After reading the "commentaries" … by Fay Dowker and Daniel Amit in the July, 2003 newsletter, I must express my concern about the potential for our Forum to be hijacked by fringe elements more interested in polemics than physics.  These writers, and others of their ilk delight in expressing their personal outrage at the "bad" properties they perceive in fundamentally good countries and organizations.  Dowker's righteous indignation is provoked by unintended civilian deaths (in the range of a few thousand according to best current estimates) in the recent war in Iraq.  I searched in vain for any similar outcry from her about Saddam's intentional slaughter of many times this number.  Likewise for the new low he established in human conduct and child abuse in the outright purchasing Arab youths to strap bombs to their bodies to go blow themselves up together with civilians riding buses.  She is hardly alone; very few of those currently venting over American behavior have spoken out about the behavior of Saddam.  The same can be said for Daniel Amit -- now happily residing in the country most responsible  (together with Germany) for bequeathing to the world modern fascist ideology.

I am unconcerned about whether or not these … moralists find an outlet in Physics and Society.  We do, however, have a obligation to our Forum not to allow it to become an uncritical pulpit for a ,,, Dowker to attack a well-regarded physicist like Garwin; or for a … Amit to attack the foreign policy of the nation which (in our own generation) liberated with its blood the country in which he now resides.

Bernard H. White, Ph.D.

Dallas, Texas


Threats to Scientific Collaboration Questionable?

I thank you for sharing with members of the Forum the views of two colleagues from Europe (Physics and Society, newsletter July 2003, vol32, No. 3) In the Commentary section it is expressed and I quote "Now, it seems we  have the possibility of threats to scientific collaboration and trust among scientists from presumably friendly nations".
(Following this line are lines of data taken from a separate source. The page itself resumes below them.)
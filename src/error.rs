//! Error types for a channel scrape run.

use std::path::PathBuf;

use thiserror::Error;

/// Errors raised by the browser collaborator.
#[derive(Debug, Error)]
pub enum BrowserError {
    #[error("Browser support not compiled. Rebuild with: cargo build --features browser")]
    NotCompiled,

    #[error("Failed to launch browser: {0}")]
    Launch(String),

    #[error("Navigation failed for {url}: {message}")]
    Navigation { url: String, message: String },

    #[error("Navigation timed out after {timeout_secs}s for {url}")]
    NavigationTimeout { url: String, timeout_secs: u64 },

    #[error("Browser protocol error: {0}")]
    Protocol(String),
}

/// Errors raised while loading or persisting channel records.
#[derive(Debug, Error)]
pub enum StoreError {
    #[error("IO error on {path}: {source}")]
    Io {
        path: PathBuf,
        #[source]
        source: std::io::Error,
    },

    #[error("Malformed record file {path}: {source}")]
    Csv {
        path: PathBuf,
        #[source]
        source: csv::Error,
    },
}

/// Errors that end a channel scrape run, or a single video within it.
#[derive(Debug, Error)]
pub enum ScrapeError {
    /// The search page listed no channel. Fatal for the run.
    #[error("Could not find channel from search: {0}")]
    ChannelNotFound(String),

    /// The listing stopped growing before the last saved video showed up.
    #[error("Last saved video \"{0}\" is no longer in the channel listing")]
    BoundaryNotFound(String),

    /// The video page had no recognizable title heading.
    #[error("Video page has no title: {0}")]
    MissingTitle(String),

    #[error(transparent)]
    Browser(#[from] BrowserError),

    #[error(transparent)]
    Store(#[from] StoreError),
}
Do I have to interpret that Fay Dowker's criticism of the Forum is a "threat to scientific collaboration"? I profoundly differ with that implication; one of the tenets of democracy, we value so much, is the right to dissent. In fact, as put by L. Krauss (APS News, June 2003, vol12, No.6, pag.4) "[we] scientists have a special ethical responsibility at this particular time to QUESTION ( my editorializing) our government's action" and so much so our own organizations.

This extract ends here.